The reasons why companies set up a blog are very diverse (I assume here that a blog is a conscious decision, as I was just telling that is not always the case).

Some do it to tell how wonderful they are. Others see it as a PR-activity. Still others do it because ‘the media’ never write about them. And there are some, who do it because it is in fashion. Here is the bad news for all those companies: that is not what blogging is about.

What is it about then? It is about inbound, brands as publishers, value, relevancy, opinions, community and people. But most of all it’s about giving your business a human and authentic face by letting the people within it converse.

I guess that, by now, some of you are tired of the word ‘conversations’. Well, don’t blame me. I didn’t invent it, it says what it is and it’s been used in marketing literature for years now.

You cannot open a book or read a post on “Marketing 2.0” without encountering the word.

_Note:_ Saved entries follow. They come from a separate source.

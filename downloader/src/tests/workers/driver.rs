use assert_matches::assert_matches;
use bytes::Bytes;
use httpmock::prelude::*;
use rstest::rstest;
use std::collections::HashSet;
use std::sync::Arc;
use std::time::Duration;
use tokio::sync::Barrier;

use crate::core::client::source::MockDocumentSource;
use crate::core::client::storage::{MockStorageClient, StorageError};
use crate::core::client::database::memory::InMemoryJobStore;
use crate::error::{JobError, WorkerError};
use crate::metrics::{MetricsReporter, NoopExporter};
use crate::tests::config::TestConfigBuilder;
use crate::tests::faulty_store::FaultyJobStore;
use crate::types::jobs::document::UploadStatus;
use crate::types::jobs::job_item::JobItem;
use crate::types::jobs::lease::ClaimPolicy;
use crate::types::jobs::types::JobStatus;
use crate::types::params::metrics::PushGatewayParams;
use crate::types::params::MetricsConfig;
use crate::types::worker_id::WorkerIdentity;
use crate::worker::{RunOutcome, WorkerDriver};

fn driver(config: Arc<crate::core::config::Config>) -> WorkerDriver {
    let reporter = MetricsReporter::new(config.metrics(), Box::new(NoopExporter));
    WorkerDriver::new(config, reporter)
}

/// Two documents, the second upload fails
#[rstest]
#[tokio::test]
async fn second_upload_failing_ends_partial_failed() {
    let job = JobItem::create("J1 Industries", "J1CIN");

    let mut source = MockDocumentSource::new();
    source.expect_document_count().returning(|_| Ok(2));
    source.expect_fetch_document().returning(|job, n| {
        Ok(Bytes::from(format!("Document {} for {}", n, job.company_name_or_unknown())))
    });

    let mut storage = MockStorageClient::new();
    storage
        .expect_put_data()
        .withf(|_, key| key.ends_with("document_2.txt"))
        .returning(|_, _| Err(StorageError::InvalidKey("connection reset by peer".to_string())));
    storage.expect_put_data().returning(|_, key| Ok(format!("s3://filesure-documents/{key}")));

    let config = TestConfigBuilder::new()
        .with_jobs([job.clone()])
        .configure_source(source)
        .configure_storage(storage)
        .build();
    let mut driver = driver(config.clone());

    let outcome = driver.run(&WorkerIdentity::current()).await.unwrap();

    assert_eq!(
        outcome,
        RunOutcome::Finished {
            job_id: job.id,
            status: JobStatus::PartialFailed,
            total: 2,
            uploaded: 1,
            failed: 1,
            skipped: 0
        }
    );
    assert_eq!(outcome.exit_code(), 0);

    let stored = config.database().get_job_by_id(job.id).await.unwrap().unwrap();
    assert_eq!(stored.job_status, JobStatus::PartialFailed);
    assert_eq!((stored.total_documents, stored.uploaded_documents, stored.failed_documents), (2, 1, 1));
    assert_eq!(stored.progress, 100);
    assert!(!stored.is_leased());

    let records = config.database().get_documents_by_job_id(job.id).await.unwrap();
    assert_eq!(records.len(), 2);
    assert_eq!(records[0].upload_status, UploadStatus::Success);
    assert_eq!(records[0].location, Some(format!("s3://filesure-documents/jobs/{}/document_1.txt", job.id)));
    assert!(records[0].error.is_none());
    assert_eq!(records[1].upload_status, UploadStatus::Failed);
    assert!(records[1].location.is_none());
    assert!(records[1].error.as_deref().is_some_and(|e| e.contains("connection reset by peer")));

    let metrics = config.metrics();
    assert_eq!(metrics.jobs_processed_total.with_label_values(&["partial_failed"]).get(), 1);
    assert_eq!(metrics.documents_uploaded_total.get(), 1);
    assert_eq!(metrics.blob_upload_failures_total.get(), 1);
    assert_eq!(metrics.active_jobs.get(), 0);
    assert_eq!(metrics.job_processing_duration_seconds.get_sample_count(), 1);
}

#[rstest]
#[tokio::test]
async fn empty_store_is_no_work() {
    let config = TestConfigBuilder::new().build();

    let outcome = driver(config.clone()).run(&WorkerIdentity::current()).await.unwrap();

    assert_eq!(outcome, RunOutcome::NoWork);
    assert_eq!(outcome.exit_code(), 0);
    assert_eq!(config.metrics().job_processing_duration_seconds.get_sample_count(), 0);
}

#[rstest]
#[tokio::test]
async fn unsizable_document_set_fails_the_job() {
    let job = JobItem::create("Acme", "CIN1");
    let mut source = MockDocumentSource::new();
    source.expect_document_count().returning(|job| {
        Err(crate::core::client::source::SourceError::CountUnavailable {
            job_id: job.id,
            reason: "upstream returned 503".to_string(),
        })
    });

    let config = TestConfigBuilder::new().with_jobs([job.clone()]).configure_source(source).build();
    let outcome = driver(config.clone()).run(&WorkerIdentity::current()).await.unwrap();

    assert_eq!(outcome.exit_code(), 1);
    let stored = config.database().get_job_by_id(job.id).await.unwrap().unwrap();
    assert_eq!(stored.job_status, JobStatus::Failed);
    assert!(!stored.is_leased());
    assert!(config.database().get_documents_by_job_id(job.id).await.unwrap().is_empty());
    assert_eq!(config.metrics().jobs_failed_total.get(), 1);
}

#[rstest]
#[tokio::test]
async fn without_object_store_every_document_is_skipped() {
    let job = JobItem::create("Acme", "CIN1");
    let config = TestConfigBuilder::new().with_jobs([job.clone()]).build();

    let outcome = driver(config.clone()).run(&WorkerIdentity::current()).await.unwrap();

    let RunOutcome::Finished { status, total, skipped, uploaded, failed, .. } = outcome else {
        panic!("expected a finished run, got {outcome:?}");
    };
    assert_eq!(status, JobStatus::Completed);
    assert_eq!((uploaded, failed, skipped), (0, 0, total));

    let records = config.database().get_documents_by_job_id(job.id).await.unwrap();
    assert_eq!(records.len() as u64, total);
    assert!(records.iter().all(|record| record.upload_status == UploadStatus::Skipped));
}

#[rstest]
#[case(3, 6)]
#[case(6, 3)]
#[tokio::test]
async fn concurrent_drivers_process_each_job_once(#[case] jobs: usize, #[case] workers: usize) {
    let config = TestConfigBuilder::new()
        .with_jobs((0..jobs).map(|i| JobItem::create(format!("Company {i}"), format!("CIN{i}"))))
        .build();
    let barrier = Arc::new(Barrier::new(workers));

    let handles: Vec<_> = (0..workers)
        .map(|_| {
            let driver = driver(config.clone());
            let barrier = barrier.clone();
            tokio::spawn(async move {
                barrier.wait().await;
                driver.run_once(&WorkerIdentity::current()).await.unwrap()
            })
        })
        .collect();

    let mut processed = Vec::new();
    for handle in handles {
        if let RunOutcome::Finished { job_id, .. } = handle.await.unwrap() {
            processed.push(job_id);
        }
    }

    assert_eq!(processed.len(), jobs.min(workers));
    assert_eq!(processed.iter().collect::<HashSet<_>>().len(), processed.len());

    // Every processed job has exactly as many records as documents
    for job_id in processed {
        let job = config.database().get_job_by_id(job_id).await.unwrap().unwrap();
        let records = config.database().get_documents_by_job_id(job_id).await.unwrap();
        assert!(job.job_status.is_terminal());
        assert_eq!(records.len() as u64, job.total_documents);
    }
}

#[rstest]
#[case(true, false)]
#[case(false, true)]
#[tokio::test]
async fn abandoned_job_follows_reclaim_policy(#[case] reclaim_abandoned: bool, #[case] expect_no_work: bool) {
    let mut abandoned = JobItem::create("Crashed Co", "CIN9");
    abandoned.job_status = JobStatus::Processing;
    abandoned.locked_by = Some("worker-gone".to_string());
    abandoned.locked_at = Some(chrono::Utc::now() - chrono::Duration::hours(1));
    abandoned.attempts = 1;

    let config = TestConfigBuilder::new()
        .with_jobs([abandoned.clone()])
        .configure_claim_policy(ClaimPolicy::new(Duration::from_secs(600), reclaim_abandoned))
        .build();

    let outcome = driver(config.clone()).run(&WorkerIdentity::current()).await.unwrap();

    assert_eq!(outcome == RunOutcome::NoWork, expect_no_work);
    let stored = config.database().get_job_by_id(abandoned.id).await.unwrap().unwrap();
    if reclaim_abandoned {
        assert!(stored.job_status.is_terminal());
        assert_eq!(stored.attempts, 2);
    } else {
        assert_eq!(stored.job_status, JobStatus::Processing);
        assert_eq!(stored.locked_by.as_deref(), Some("worker-gone"));
    }
}

/// Five documents, the store goes away on the third record
#[rstest]
#[tokio::test]
async fn lost_record_write_fails_job_with_recorded_counts() {
    let job = JobItem::create("Acme", "CIN1");
    let store = FaultyJobStore::new(InMemoryJobStore::with_jobs([job.clone()])).fail_insert_at(3);

    let mut source = MockDocumentSource::new();
    source.expect_document_count().returning(|_| Ok(5));
    source.expect_fetch_document().returning(|_, n| Ok(Bytes::from(format!("document {n}"))));
    let mut storage = MockStorageClient::new();
    storage.expect_put_data().returning(|_, key| Ok(format!("s3://filesure-documents/{key}")));

    let config = TestConfigBuilder::new()
        .configure_database(store)
        .configure_source(source)
        .configure_storage(storage)
        .build();

    let outcome = driver(config.clone()).run(&WorkerIdentity::current()).await.unwrap();

    assert_eq!(
        outcome,
        RunOutcome::Finished { job_id: job.id, status: JobStatus::Failed, total: 5, uploaded: 2, failed: 0, skipped: 0 }
    );
    assert_eq!(outcome.exit_code(), 1);

    let stored = config.database().get_job_by_id(job.id).await.unwrap().unwrap();
    assert_eq!(stored.job_status, JobStatus::Failed);
    assert_eq!((stored.total_documents, stored.uploaded_documents, stored.failed_documents), (5, 2, 0));
    assert!(!stored.is_leased());
    assert_eq!(config.database().get_documents_by_job_id(job.id).await.unwrap().len(), 2);
    assert_eq!(config.metrics().documents_per_job.get_sample_sum(), 5.0);
}

#[rstest]
#[tokio::test]
async fn metrics_are_pushed_when_the_terminal_write_fails() {
    let server = MockServer::start_async().await;
    let mock = server
        .mock_async(|when, then| {
            when.method(POST)
                .path_contains("/metrics/job/document_downloader/instance/")
                .body_contains("active_jobs 0");
            then.status(200);
        })
        .await;

    let job = JobItem::create("Acme", "CIN1");
    let store = FaultyJobStore::new(InMemoryJobStore::with_jobs([job.clone()])).fail_release();
    let config = TestConfigBuilder::new().configure_database(store).build();
    let push = MetricsConfig::Push(PushGatewayParams {
        gateway_url: url::Url::parse(&server.base_url()).unwrap(),
        job_label: "document_downloader".to_string(),
    });
    let reporter = MetricsReporter::from_config(&push, config.metrics());

    let result = WorkerDriver::new(config.clone(), reporter).run(&WorkerIdentity::current()).await;

    assert_matches!(result, Err(WorkerError::JobError(JobError::DatabaseError(_))));
    mock.assert_async().await;
    let stored = config.database().get_job_by_id(job.id).await.unwrap().unwrap();
    assert!(stored.is_leased());
}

Lots of books about blogs have it even incorporated in the title. Think of ‘Naked Conversations’, the corporate blogging book of Robert Scobble and Shel Israel. Or Joseph Jaffe’s, ‘Join the Conversation: How to Engage Marketing-Weary Customers With The Power of Community, Dialogue and Partnership’.

The key takeaway of The Cluetrain Manifesto

To understand the term ‘conversations’, I rather refer to a different and somewhat older book (published for the first time in 2000 to be precise), when the term’ blog’ didn’t even exist (or, at least on a larger scale): ‘The Cluetrain Manifesto’.

From that book you actually should remember just one sentence (it doesn’t take away the fact that I advise you to read it entirely, if you haven’t done it already): ‘markets are conversations’.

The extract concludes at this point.